Exercise details | Report every line in the records below that holds the word "store".

Working data |
//! Courier Shared Types and Utilities
//!
//! Domain types, store collaborators and database helpers shared by the
//! Courier realtime service.

pub mod db;
pub mod error;
pub mod store;
pub mod types;

pub use db::*;
pub use error::*;
pub use store::{NotificationStore, PgStore, RiderDirectory};
pub use types::*;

Written solution |
//! Domain types, store collaborators and database helpers shared by the
pub mod store;
pub use store::{NotificationStore, PgStore, RiderDirectory};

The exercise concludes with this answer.